>>>
use std::any::Any;

use crate::animation::spec::{AnimationSpec, AnimationType};
use crate::foundation::error::LayersResult;
use crate::foundation::ids::{LayoutRes, ViewId};
use crate::host::context::HostEvent;
use crate::layer::core::LayerCx;
use crate::layer::delegate::LayerDelegates;
use crate::state::bundle::{Bundle, SparseArray};
use crate::state::value::Value;

/// Behavior of one UI unit placed on a stack.
///
/// Every hook has a no-op default. The engine owns the instance and calls hooks in lifecycle
/// order: `on_create`, then (whenever the layer is visible) `on_create_view`, `on_attach`,
/// `on_bind_view`, `on_restore_view_state`, and on the way down `on_save_view_state`,
/// `on_detach`, `on_destroy_view`, `on_save_layer_state`, `on_destroy`.
///
/// `saved` bundles passed to hooks are the ones this layer wrote in
/// [`Layer::on_save_layer_state`].
#[allow(unused_variables)]
pub trait Layer: Any {
    /// Layout inflated for the view, unless the transition overrides it.
    fn layout(&self) -> Option<LayoutRes> {
        None
    }

    /// Attach delegates. Called once, right after construction.
    fn install_delegates(&mut self, delegates: &mut LayerDelegates) {}

    /// The layer was created, fresh or from saved state.
    fn on_create(&mut self, cx: &mut LayerCx<'_>, saved: Option<&Bundle>) -> LayersResult<()> {
        Ok(())
    }

    /// New arguments were delivered through [`Layers::update`](crate::Layers::update).
    fn on_update(&mut self, cx: &mut LayerCx<'_>, arguments: &Bundle) -> LayersResult<()> {
        Ok(())
    }

    /// Build a view when neither a layout override nor [`Layer::layout`] is set.
    fn on_create_view(
        &mut self,
        cx: &mut LayerCx<'_>,
        saved: Option<&Bundle>,
    ) -> LayersResult<Option<ViewId>> {
        Ok(None)
    }

    /// The view exists and is attached.
    fn on_bind_view(
        &mut self,
        cx: &mut LayerCx<'_>,
        view: ViewId,
        saved: Option<&Bundle>,
    ) -> LayersResult<()> {
        Ok(())
    }

    /// The layer became attached to its stack's container.
    fn on_attach(&mut self, cx: &mut LayerCx<'_>) {}

    /// The layer is about to lose its view.
    fn on_detach(&mut self, cx: &mut LayerCx<'_>) {}

    /// Host lifecycle notification.
    fn on_host_event(&mut self, cx: &mut LayerCx<'_>, event: HostEvent) {}

    /// Add extra entries to the view state snapshot.
    fn on_save_view_state(&mut self, cx: &mut LayerCx<'_>, out: &mut SparseArray<Value>) {}

    /// Counterpart of [`Layer::on_save_view_state`]; `state` is `None` on first creation.
    fn on_restore_view_state(&mut self, cx: &mut LayerCx<'_>, state: Option<&SparseArray<Value>>) {
    }

    /// Persist custom fields. Only non-empty bundles are kept.
    fn on_save_layer_state(&mut self, cx: &mut LayerCx<'_>, out: &mut Bundle) {}

    /// The view was torn down.
    fn on_destroy_view(&mut self, cx: &mut LayerCx<'_>) {}

    /// The instance is going away. [`LayerCx::is_finishing`] tells removal from recreation.
    fn on_destroy(&mut self, cx: &mut LayerCx<'_>) {}

    /// Back navigation. Return true when handled.
    fn on_back_pressed(&mut self, cx: &mut LayerCx<'_>) -> bool {
        false
    }

    /// Custom animation for `kind`, taking precedence over transition resources.
    fn animation(&self, kind: AnimationType) -> Option<AnimationSpec> {
        None
    }

    /// An animation of this layer started.
    fn on_animation_start(&mut self, kind: AnimationType) {}

    /// An animation of this layer finished.
    fn on_animation_finish(&mut self, kind: AnimationType) {}
}

/// A [`Layer`] that can be created from its tag.
pub trait LayerType: Layer + Default {
    /// Stable type tag persisted with stack entries.
    const TAG: &'static str;
}

impl dyn Layer {
    /// Borrow as the concrete type.
    pub fn downcast_ref<L: Layer>(&self) -> Option<&L> {
        (self as &dyn Any).downcast_ref::<L>()
    }

    /// Mutably borrow as the concrete type.
    pub fn downcast_mut<L: Layer>(&mut self) -> Option<&mut L> {
        (self as &mut dyn Any).downcast_mut::<L>()
    }
}
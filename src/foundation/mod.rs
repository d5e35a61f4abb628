pub(crate) mod error;
pub(crate) mod ids;
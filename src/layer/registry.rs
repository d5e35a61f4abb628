use std::collections::BTreeMap;
use std::fmt;

use crate::foundation::error::{LayersError, LayersResult};
use crate::layer::behavior::{Layer, LayerType};

type Factory = fn() -> Box<dyn Layer>;

fn make<L: LayerType>() -> Box<dyn Layer> {
    Box::new(L::default())
}

/// Maps stable layer type tags to factories.
///
/// Persisted stack entries carry only the tag, so every type that may appear in saved state
/// must be registered before the stack is restored.
#[derive(Clone, Default)]
pub struct LayerRegistry {
    factories: BTreeMap<&'static str, Factory>,
}

impl LayerRegistry {
    /// Empty registry.
    pub fn new() -> Self {
        Self::default()
    }

    /// Register `L` under [`LayerType::TAG`].
    pub fn register<L: LayerType>(&mut self) -> &mut Self {
        if self.factories.insert(L::TAG, make::<L>).is_some() {
            tracing::warn!(tag = L::TAG, "layer factory registered twice");
        }
        self
    }

    /// Builder form of [`LayerRegistry::register`].
    pub fn with<L: LayerType>(mut self) -> Self {
        self.register::<L>();
        self
    }

    /// Whether a factory exists for `tag`.
    pub fn contains(&self, tag: &str) -> bool {
        self.factories.contains_key(tag)
    }

    /// Registered tags in sorted order.
    pub fn tags(&self) -> impl Iterator<Item = &'static str> + '_ {
        self.factories.keys().copied()
    }

    pub(crate) fn create(&self, tag: &str) -> LayersResult<Box<dyn Layer>> {
        let factory = self
            .factories
            .get(tag)
            .ok_or_else(|| LayersError::instantiation(tag))?;
        Ok(factory())
    }
}

impl fmt::Debug for LayerRegistry {
    fn fmt(&self, f: &mut fmt::Formatter<'_>) -> fmt::Result {
        f.debug_list().entries(self.factories.keys()).finish()
    }
}
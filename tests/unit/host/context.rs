use super::*;

#[test]
fn lifecycle_follows_host_events() {
    let s = LifecycleState::Created;
    let s = s.after(HostEvent::Start);
    assert_eq!(s, LifecycleState::Started);
    let s = s.after(HostEvent::Resume);
    assert_eq!(s, LifecycleState::Resumed);
    assert_eq!(s.after(HostEvent::Pause), LifecycleState::Started);
    assert_eq!(s.after(HostEvent::Stop), LifecycleState::Created);
    assert_eq!(
        LifecycleState::Destroyed.after(HostEvent::Resume),
        LifecycleState::Destroyed
    );
    assert!(LifecycleState::Resumed >= LifecycleState::Started);
}

#[test]
fn config_defaults_fill_missing_fields() {
    let cfg = LayersConfig::from_json(r#"{ "animations_enabled": false }"#).unwrap();
    assert!(!cfg.animations_enabled);
    assert_eq!(cfg.default_visibility, Visibility::Opaque);

    let cfg = LayersConfig::from_json(r#"{ "default_visibility": "transparent" }"#).unwrap();
    assert!(cfg.animations_enabled);
    assert_eq!(cfg.default_visibility, Visibility::Transparent);

    assert!(LayersConfig::from_json("{ nope").is_err());
}

#[test]
fn entry_ids_are_shared_across_the_chain() {
    let root = HostContext::root(LayerRegistry::new(), LayersConfig::default());
    let child = HostContext::child(&root, "child", EntryId(7));
    assert_eq!(root.next_entry_id(), EntryId(0));
    assert_eq!(child.next_entry_id(), EntryId(1));
    assert_eq!(root.next_entry_id(), EntryId(2));
    assert!(root.is_root());
    assert!(!child.is_root());
}

#[test]
fn lifecycle_is_read_from_the_root() {
    let root = HostContext::root(LayerRegistry::new(), LayersConfig::default());
    let child = HostContext::child(&root, "child", EntryId(0));
    root.set_lifecycle(LifecycleState::Resumed);
    assert_eq!(child.lifecycle(), LifecycleState::Resumed);
}

struct Theme(&'static str);

#[test]
fn services_resolve_from_the_nearest_link() {
    let root = HostContext::root(LayerRegistry::new(), LayersConfig::default());
    let mid = HostContext::child(&root, "mid", EntryId(0));
    let leaf = HostContext::child(&mid, "leaf", EntryId(1));

    assert!(leaf.find::<Theme>().is_none());
    root.provide(Rc::new(Theme("light")));
    assert_eq!(leaf.find::<Theme>().map(|t| t.0), Some("light"));

    mid.provide(Rc::new(Theme("dark")));
    assert_eq!(leaf.find::<Theme>().map(|t| t.0), Some("dark"));
    assert_eq!(root.find::<Theme>().map(|t| t.0), Some("light"));

    mid.provide(Rc::new(Theme("contrast")));
    assert_eq!(leaf.find::<Theme>().map(|t| t.0), Some("contrast"));
}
<<<
Exercise => Write the opening line of the data above and every line after it, exactly, stopping once you have written the line with "hooks in lifecycle".

Exercise answer =>
use std::any::Any;

use crate::animation::spec::{AnimationSpec, AnimationType};
use crate::foundation::error::LayersResult;
use crate::foundation::ids::{LayoutRes, ViewId};
use crate::host::context::HostEvent;
use crate::layer::core::LayerCx;
use crate::layer::delegate::LayerDelegates;
use crate::state::bundle::{Bundle, SparseArray};
use crate::state::value::Value;

/// Behavior of one UI unit placed on a stack.
///
/// Every hook has a no-op default. The engine owns the instance and calls hooks in lifecycle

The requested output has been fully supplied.